Stored items
+ + + + +

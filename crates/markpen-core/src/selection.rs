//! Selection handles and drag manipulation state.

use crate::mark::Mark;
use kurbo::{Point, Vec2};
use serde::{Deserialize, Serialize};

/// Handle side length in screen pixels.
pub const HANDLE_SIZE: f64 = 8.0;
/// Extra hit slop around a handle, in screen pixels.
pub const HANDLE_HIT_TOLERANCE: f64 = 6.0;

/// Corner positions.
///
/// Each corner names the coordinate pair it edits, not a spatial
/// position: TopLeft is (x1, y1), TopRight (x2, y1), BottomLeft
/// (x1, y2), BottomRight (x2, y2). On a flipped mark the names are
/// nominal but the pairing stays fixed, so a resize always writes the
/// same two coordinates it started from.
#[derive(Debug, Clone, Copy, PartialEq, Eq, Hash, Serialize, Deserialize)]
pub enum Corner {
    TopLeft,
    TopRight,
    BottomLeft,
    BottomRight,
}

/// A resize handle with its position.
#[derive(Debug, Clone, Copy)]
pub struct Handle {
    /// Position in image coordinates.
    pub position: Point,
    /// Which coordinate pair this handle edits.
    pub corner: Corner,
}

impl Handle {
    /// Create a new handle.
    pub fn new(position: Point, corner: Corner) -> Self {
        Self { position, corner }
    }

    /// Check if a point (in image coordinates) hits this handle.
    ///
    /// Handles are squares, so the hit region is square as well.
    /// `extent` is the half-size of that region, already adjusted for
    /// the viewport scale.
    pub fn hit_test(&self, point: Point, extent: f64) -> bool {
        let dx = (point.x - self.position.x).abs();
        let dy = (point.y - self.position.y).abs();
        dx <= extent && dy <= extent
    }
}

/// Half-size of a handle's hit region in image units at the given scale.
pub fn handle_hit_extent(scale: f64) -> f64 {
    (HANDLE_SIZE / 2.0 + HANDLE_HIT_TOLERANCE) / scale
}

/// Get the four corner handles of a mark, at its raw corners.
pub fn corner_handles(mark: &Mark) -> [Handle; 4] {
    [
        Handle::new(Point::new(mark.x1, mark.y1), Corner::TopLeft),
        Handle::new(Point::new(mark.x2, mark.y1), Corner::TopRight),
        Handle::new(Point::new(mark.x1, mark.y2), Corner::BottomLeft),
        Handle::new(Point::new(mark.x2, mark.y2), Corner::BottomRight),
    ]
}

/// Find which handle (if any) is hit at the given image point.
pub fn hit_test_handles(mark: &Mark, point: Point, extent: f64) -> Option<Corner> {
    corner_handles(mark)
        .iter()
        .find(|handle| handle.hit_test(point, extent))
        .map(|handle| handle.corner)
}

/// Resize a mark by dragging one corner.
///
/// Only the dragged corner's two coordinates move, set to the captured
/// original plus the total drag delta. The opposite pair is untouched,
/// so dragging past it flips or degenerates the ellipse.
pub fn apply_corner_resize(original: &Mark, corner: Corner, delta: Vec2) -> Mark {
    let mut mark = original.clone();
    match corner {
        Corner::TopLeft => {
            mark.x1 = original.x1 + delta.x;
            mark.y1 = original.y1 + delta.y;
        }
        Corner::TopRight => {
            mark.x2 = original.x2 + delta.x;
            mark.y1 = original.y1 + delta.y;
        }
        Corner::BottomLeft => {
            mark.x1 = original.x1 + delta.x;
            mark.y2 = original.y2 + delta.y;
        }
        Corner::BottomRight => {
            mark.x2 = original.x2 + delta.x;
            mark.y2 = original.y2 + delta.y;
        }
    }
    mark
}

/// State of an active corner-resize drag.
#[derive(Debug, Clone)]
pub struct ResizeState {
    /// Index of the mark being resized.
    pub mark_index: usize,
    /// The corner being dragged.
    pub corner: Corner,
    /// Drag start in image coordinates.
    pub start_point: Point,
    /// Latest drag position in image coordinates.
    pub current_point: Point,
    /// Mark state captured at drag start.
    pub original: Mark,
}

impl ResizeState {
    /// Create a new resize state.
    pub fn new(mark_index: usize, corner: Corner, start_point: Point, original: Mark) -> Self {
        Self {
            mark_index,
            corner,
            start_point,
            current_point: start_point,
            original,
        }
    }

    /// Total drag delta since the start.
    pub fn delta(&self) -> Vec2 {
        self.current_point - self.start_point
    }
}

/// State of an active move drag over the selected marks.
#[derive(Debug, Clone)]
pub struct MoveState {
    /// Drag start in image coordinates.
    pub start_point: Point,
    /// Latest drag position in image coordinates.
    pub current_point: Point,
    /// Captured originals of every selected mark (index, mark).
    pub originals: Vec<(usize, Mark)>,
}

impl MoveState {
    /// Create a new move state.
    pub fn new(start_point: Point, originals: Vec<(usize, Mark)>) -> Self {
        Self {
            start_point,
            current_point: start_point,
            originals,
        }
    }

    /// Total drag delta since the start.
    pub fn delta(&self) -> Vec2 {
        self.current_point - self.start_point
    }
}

+ + + + +

> [EXERCISE GOAL] Every entry above needs to be duplicated exactly.

> [RESPONSE TO THE EXERCISE]
filename crates/markpen-core/src/selection.rs
//! Selection handles and drag manipulation state.

use crate::mark::Mark;
use kurbo::{Point, Vec2};
use serde::{Deserialize, Serialize};

/// Handle side length in screen pixels.
pub const HANDLE_SIZE: f64 = 8.0;
/// Extra hit slop around a handle, in screen pixels.
pub const HANDLE_HIT_TOLERANCE: f64 = 6.0;

/// Corner positions.
///
/// Each corner names the coordinate pair it edits, not a spatial
/// position: TopLeft is (x1, y1), TopRight (x2, y1), BottomLeft
/// (x1, y2), BottomRight (x2, y2). On a flipped mark the names are
/// nominal but the pairing stays fixed, so a resize always writes the
/// same two coordinates it started from.
#[derive(Debug, Clone, Copy, PartialEq, Eq, Hash, Serialize, Deserialize)]
pub enum Corner {
    TopLeft,
    TopRight,
    BottomLeft,
    BottomRight,
}

/// A resize handle with its position.
#[derive(Debug, Clone, Copy)]
pub struct Handle {
    /// Position in image coordinates.
    pub position: Point,
    /// Which coordinate pair this handle edits.
    pub corner: Corner,
}

impl Handle {
    /// Create a new handle.
    pub fn new(position: Point, corner: Corner) -> Self {
        Self { position, corner }
    }

    /// Check if a point (in image coordinates) hits this handle.
    ///
    /// Handles are squares, so the hit region is square as well.
    /// `extent` is the half-size of that region, already adjusted for
    /// the viewport scale.
    pub fn hit_test(&self, point: Point, extent: f64) -> bool {
        let dx = (point.x - self.position.x).abs();
        let dy = (point.y - self.position.y).abs();
        dx <= extent && dy <= extent
    }
}

/// Half-size of a handle's hit region in image units at the given scale.
pub fn handle_hit_extent(scale: f64) -> f64 {
    (HANDLE_SIZE / 2.0 + HANDLE_HIT_TOLERANCE) / scale
}

/// Get the four corner handles of a mark, at its raw corners.
pub fn corner_handles(mark: &Mark) -> [Handle; 4] {
    [
        Handle::new(Point::new(mark.x1, mark.y1), Corner::TopLeft),
        Handle::new(Point::new(mark.x2, mark.y1), Corner::TopRight),
        Handle::new(Point::new(mark.x1, mark.y2), Corner::BottomLeft),
        Handle::new(Point::new(mark.x2, mark.y2), Corner::BottomRight),
    ]
}

/// Find which handle (if any) is hit at the given image point.
pub fn hit_test_handles(mark: &Mark, point: Point, extent: f64) -> Option<Corner> {
    corner_handles(mark)
        .iter()
        .find(|handle| handle.hit_test(point, extent))
        .map(|handle| handle.corner)
}

/// Resize a mark by dragging one corner.
///
/// Only the dragged corner's two coordinates move, set to the captured
/// original plus the total drag delta. The opposite pair is untouched,
/// so dragging past it flips or degenerates the ellipse.
pub fn apply_corner_resize(original: &Mark, corner: Corner, delta: Vec2) -> Mark {
    let mut mark = original.clone();
    match corner {
        Corner::TopLeft => {
            mark.x1 = original.x1 + delta.x;
            mark.y1 = original.y1 + delta.y;
        }
        Corner::TopRight => {
            mark.x2 = original.x2 + delta.x;
            mark.y1 = original.y1 + delta.y;
        }
        Corner::BottomLeft => {
            mark.x1 = original.x1 + delta.x;
            mark.y2 = original.y2 + delta.y;
        }
        Corner::BottomRight => {
            mark.x2 = original.x2 + delta.x;
            mark.y2 = original.y2 + delta.y;
        }
    }
    mark
}

/// State of an active corner-resize drag.
#[derive(Debug, Clone)]
pub struct ResizeState {
    /// Index of the mark being resized.
    pub mark_index: usize,
    /// The corner being dragged.
    pub corner: Corner,
    /// Drag start in image coordinates.
    pub start_point: Point,
    /// Latest drag position in image coordinates.
    pub current_point: Point,
    /// Mark state captured at drag start.
    pub original: Mark,
}

impl ResizeState {
    /// Create a new resize state.
    pub fn new(mark_index: usize, corner: Corner, start_point: Point, original: Mark) -> Self {
        Self {
            mark_index,
            corner,
            start_point,
            current_point: start_point,
            original,
        }
    }

    /// Total drag delta since the start.
    pub fn delta(&self) -> Vec2 {
        self.current_point - self.start_point
    }
}

/// State of an active move drag over the selected marks.
#[derive(Debug, Clone)]
pub struct MoveState {
    /// Drag start in image coordinates.
    pub start_point: Point,
    /// Latest drag position in image coordinates.
    pub current_point: Point,
    /// Captured originals of every selected mark (index, mark).
    pub originals: Vec<(usize, Mark)>,
}

impl MoveState {
    /// Create a new move state.
    pub fn new(start_point: Point, originals: Vec<(usize, Mark)>) -> Self {
        Self {
            start_point,
            current_point: start_point,
            originals,
        }
    }

    /// Total drag delta since the start.
    pub fn delta(&self) -> Vec2 {
        self.current_point - self.start_point
    }
}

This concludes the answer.